Here n refers to the size of the count array, which is always 256. That means the time complexity is technically O(1) since the input size is fixed. The space complexity is also O(1) because you only use a handful of variables.

If you think of n as the total number of samples (the sum of all counts), then the approach is still O(256) time and O(1) extra space, which is far better than the O(n log n) you would need if you sorted the raw samples.

The building blocks

1. Prefix sums over a frequency array

The median computation relies on accumulating a running total as you walk through the count array. This is essentially a prefix sum: after processing index i, you know how many total elements have values from 0 to i.

running = 0
for i in range(256):
    running += count[i]
    if running >= target:
        return i

This pattern appears whenever you need to find the k-th element in a frequency distribution.

2. Weighted aggregation

The mean uses weighted aggregation: multiply each value by its frequency, sum everything, and divide by the total count. This same pattern shows up in expected value calculations, center-of-mass problems, and probability distributions.
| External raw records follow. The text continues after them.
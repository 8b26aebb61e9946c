//! Benchmarks for move generation, search and event dispatch.

use std::sync::Arc;
use std::thread;

use criterion::{black_box, criterion_group, criterion_main, BenchmarkId, Criterion};

use toy_chess::board::{Board, Position};
use toy_chess::config::EngineConfig;
use toy_chess::search::{self, evaluate, SearchLimits};
use toy_chess::sync::StopFlag;
use toy_chess::uci::{Event, EventQueue};

const KIWIPETE: &str = "r3k2r/p1ppqpb1/bn2pnp1/3PN3/1p2P3/2N2Q1p/PPPBBPPP/R3K2R w KQkq - 0 1";

fn bench_perft(c: &mut Criterion) {
    let mut group = c.benchmark_group("perft");

    let board = Board::new();
    for depth in 1..=3 {
        group.bench_with_input(BenchmarkId::new("startpos", depth), &depth, |b, &depth| {
            b.iter(|| board.perft(black_box(depth)))
        });
    }

    let kiwipete = Board::try_from_fen(KIWIPETE).unwrap();
    for depth in 1..=2 {
        group.bench_with_input(BenchmarkId::new("kiwipete", depth), &depth, |b, &depth| {
            b.iter(|| kiwipete.perft(black_box(depth)))
        });
    }

    group.finish();
}

fn bench_movegen(c: &mut Criterion) {
    let mut group = c.benchmark_group("movegen");

    let positions = [
        ("startpos", toy_chess::board::START_FEN),
        (
            "middlegame",
            "r1bqkb1r/pppp1ppp/2n2n2/4p3/2B1P3/5N2/PPPP1PPP/RNBQK2R w KQkq - 4 4",
        ),
        ("kiwipete", KIWIPETE),
    ];
    for (name, fen) in positions {
        let board = Board::try_from_fen(fen).unwrap();
        group.bench_function(name, |b| b.iter(|| black_box(board.legal_moves())));
        group.bench_function(format!("{name}/eval"), |b| {
            b.iter(|| black_box(evaluate(&board)))
        });
    }

    group.finish();
}

fn bench_search(c: &mut Criterion) {
    let mut group = c.benchmark_group("search");
    group.sample_size(10); // Fewer samples for slower benchmarks

    let config = EngineConfig::default();
    let stop = StopFlag::new();
    let tactical =
        Position::from_fen("r1bqkb1r/pppp1Qpp/2n2n2/4p3/2B1P3/8/PPPP1PPP/RNB1K1NR b KQkq - 0 4")
            .unwrap();

    for (name, position) in [("startpos", Position::startpos()), ("tactical", tactical)] {
        for depth in [2, 3] {
            let limits = SearchLimits {
                depth: Some(depth),
                ..SearchLimits::default()
            };
            group.bench_with_input(BenchmarkId::new(name, depth), &limits, |b, limits| {
                b.iter(|| search::search(&position, limits, &config, &stop))
            });
        }
    }

    group.finish();
}

fn bench_event_queue(c: &mut Criterion) {
    let mut group = c.benchmark_group("event_queue");

    group.bench_function("put_take", |b| {
        let queue = EventQueue::new();
        b.iter(|| {
            queue.put(Event::Command("isready".to_string()));
            black_box(queue.take())
        })
    });

    group.bench_function("two_producers_1000", |b| {
        b.iter(|| {
            let queue = Arc::new(EventQueue::new());
            let producers: Vec<_> = (0..2)
                .map(|_| {
                    let queue = Arc::clone(&queue);
                    thread::spawn(move || {
                        for _ in 0..500 {
                            queue.put(Event::Command("go".to_string()));
                        }
                    })
                })
                .collect();
            for _ in 0..1000 {
                black_box(queue.take());
            }
            for producer in producers {
                producer.join().unwrap();
            }
        })
    });

    group.finish();
}

criterion_group!(
    benches,
    bench_perft,
    bench_movegen,
    bench_search,
    bench_event_queue
);
criterion_main!(benches);
use super::error::FenError;
use super::{
    Board, Color, Piece, Square, CASTLE_BLACK_K, CASTLE_BLACK_Q, CASTLE_WHITE_K, CASTLE_WHITE_Q,
};

pub const START_FEN: &str = "rnbqkbnr/pppppppp/8/8/8/8/PPPPPPPP/RNBQKBNR w KQkq - 0 1";

impl Board {
    /// Parse a board position from FEN notation.
    ///
    /// The halfmove and fullmove counters are optional and default to `0` and `1`.
    pub fn try_from_fen(fen: &str) -> Result<Self, FenError> {
        let mut board = Board::empty();
        let parts: Vec<&str> = fen.split_whitespace().collect();

        if parts.len() < 4 {
            return Err(FenError::TooFewParts { found: parts.len() });
        }

        // Piece placement, rank 8 first
        let ranks: Vec<&str> = parts[0].split('/').collect();
        if ranks.len() != 8 {
            return Err(FenError::InvalidRankCount { found: ranks.len() });
        }
        for (rank_idx, rank_str) in ranks.iter().enumerate() {
            let rank = 7 - rank_idx as u8;
            let mut file = 0usize;
            for c in rank_str.chars() {
                if let Some(skip) = c.to_digit(10) {
                    file += skip as usize;
                    continue;
                }
                let piece = Piece::from_char(c).ok_or(FenError::InvalidPiece { char: c })?;
                if file >= 8 {
                    return Err(FenError::InvalidRankLength {
                        rank: rank_idx,
                        files: file + 1,
                    });
                }
                let color = if c.is_ascii_uppercase() {
                    Color::White
                } else {
                    Color::Black
                };
                board.set_piece(Square::new(rank, file as u8), color, piece);
                file += 1;
            }
            if file != 8 {
                return Err(FenError::InvalidRankLength {
                    rank: rank_idx,
                    files: file,
                });
            }
        }

        for color in [Color::White, Color::Black] {
            let kings = board
                .squares
                .iter()
                .filter(|entry| **entry == Some((color, Piece::King)))
                .count();
            if kings != 1 {
                return Err(FenError::InvalidKingCount {
                    color,
                    found: kings,
                });
            }
        }

        board.side_to_move = match parts[1] {
            "w" => Color::White,
            "b" => Color::Black,
            other => {
                return Err(FenError::InvalidSideToMove {
                    found: other.to_string(),
                })
            }
        };

        for c in parts[2].chars() {
            match c {
                'K' => board.castling_rights |= CASTLE_WHITE_K,
                'Q' => board.castling_rights |= CASTLE_WHITE_Q,
                'k' => board.castling_rights |= CASTLE_BLACK_K,
                'q' => board.castling_rights |= CASTLE_BLACK_Q,
                '-' => {}
                _ => return Err(FenError::InvalidCastling { char: c }),
            }
        }
        board.castling_rights &= board.castling_rights_in_place();

        board.en_passant = match parts[3] {
            "-" => None,
            text => {
                let sq = Square::parse(text).filter(|sq| sq.rank() == 2 || sq.rank() == 5);
                Some(sq.ok_or_else(|| FenError::InvalidEnPassant {
                    found: text.to_string(),
                })?)
            }
        };

        if let Some(text) = parts.get(4) {
            board.halfmove_clock = parse_clock(text)?;
        }
        if let Some(text) = parts.get(5) {
            board.fullmove_number = parse_clock(text)?.max(1);
        }

        board.hash = board.compute_hash();
        Ok(board)
    }

    /// Convert the board position to FEN notation.
    #[must_use]
    pub fn to_fen(&self) -> String {
        let mut rows: Vec<String> = Vec::with_capacity(8);
        for rank in (0..8).rev() {
            let mut row = String::new();
            let mut empty = 0;
            for file in 0..8 {
                if let Some((color, piece)) = self.piece_at(Square::new(rank, file)) {
                    if empty > 0 {
                        row.push_str(&empty.to_string());
                        empty = 0;
                    }
                    row.push(piece.to_fen_char(color));
                } else {
                    empty += 1;
                }
            }
            if empty > 0 {
                row.push_str(&empty.to_string());
            }
            rows.push(row);
        }

        let active = match self.side_to_move {
            Color::White => "w",
            Color::Black => "b",
        };

        let mut castling = String::new();
        for (bit, c) in [
            (CASTLE_WHITE_K, 'K'),
            (CASTLE_WHITE_Q, 'Q'),
            (CASTLE_BLACK_K, 'k'),
            (CASTLE_BLACK_Q, 'q'),
        ] {
            if self.castling_rights & bit != 0 {
                castling.push(c);
            }
        }
        if castling.is_empty() {
            castling.push('-');
        }

        let en_passant = self
            .en_passant
            .map_or_else(|| "-".to_string(), |sq| sq.to_string());

        format!(
            "{} {} {} {} {} {}",
            rows.join("/"),
            active,
            castling,
            en_passant,
            self.halfmove_clock,
            self.fullmove_number
        )
    }

    /// Rights whose king and rook still stand on their original squares.
    fn castling_rights_in_place(&self) -> u8 {
        let at = |rank, file, piece, color| {
            self.piece_at(Square::new(rank, file)) == Some((color, piece))
        };
        let mut rights = 0;
        if at(0, 4, Piece::King, Color::White) {
            if at(0, 7, Piece::Rook, Color::White) {
                rights |= CASTLE_WHITE_K;
            }
            if at(0, 0, Piece::Rook, Color::White) {
                rights |= CASTLE_WHITE_Q;
            }
        }
        if at(7, 4, Piece::King, Color::Black) {
            if at(7, 7, Piece::Rook, Color::Black) {
                rights |= CASTLE_BLACK_K;
            }
            if at(7, 0, Piece::Rook, Color::Black) {
                rights |= CASTLE_BLACK_Q;
            }
        }
        rights
    }
}

fn parse_clock(text: &str) -> Result<u32, FenError> {
    text.parse().map_err(|_| FenError::InvalidClock {
        found: text.to_string(),
    })
}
total = sum(i * count[i] for i in range(256))
mean = total / n

Keeping the sum as a running accumulator avoids floating point drift when dealing with very large counts.

Edge cases

  • Single distinct value: Every count is zero except one. Min, max, mode, and median are all the same value, and the mean equals that value too.
  • Two distinct values with equal counts: The median is the average of the two values, not either one individually.
  • All 256 values present: The algorithm still runs 256 iterations, but now min = 0 and max = 255.
  • Extremely large counts: With counts up to 10^9, the weighted sum i * count[i] can overflow 32-bit integers. Use 64-bit arithmetic or a language that handles big integers natively (like Python).
  • Even vs. odd total count: The median logic must average two middle values for even totals. Missing this is the most common bug.

From understanding to recall

Reading through this solution once gives you the idea, but you will not remember the median formula next week. The trick is to practice retrieving the technique from memory, not just recognizing it when you see it.

Try closing this page and writing the find_median helper from scratch. If you get stuck, come back and check. Then try again tomorrow. That spaced retrieval is what turns a "solved it once" problem into a pattern you own.

CodeBricks automates this cycle for you. It breaks problems into atomic building blocks (prefix sum over frequency arrays, weighted aggregation, boundary scanning) and schedules them for review at increasing intervals. You stop grinding and start retaining.

Related posts

  • Find Peak Element - another problem where scanning with a simple condition finds the answer
  • Two Sum - frequency-based lookup using a hash map
  • Majority Element - computing statistics from frequency information

The five statistics in this problem are not hard individually. What makes the problem interesting is computing all of them from a single compressed representation. If you can internalize the frequency array abstraction, you will find it popping up everywhere, from counting sort to sliding window frequency maps.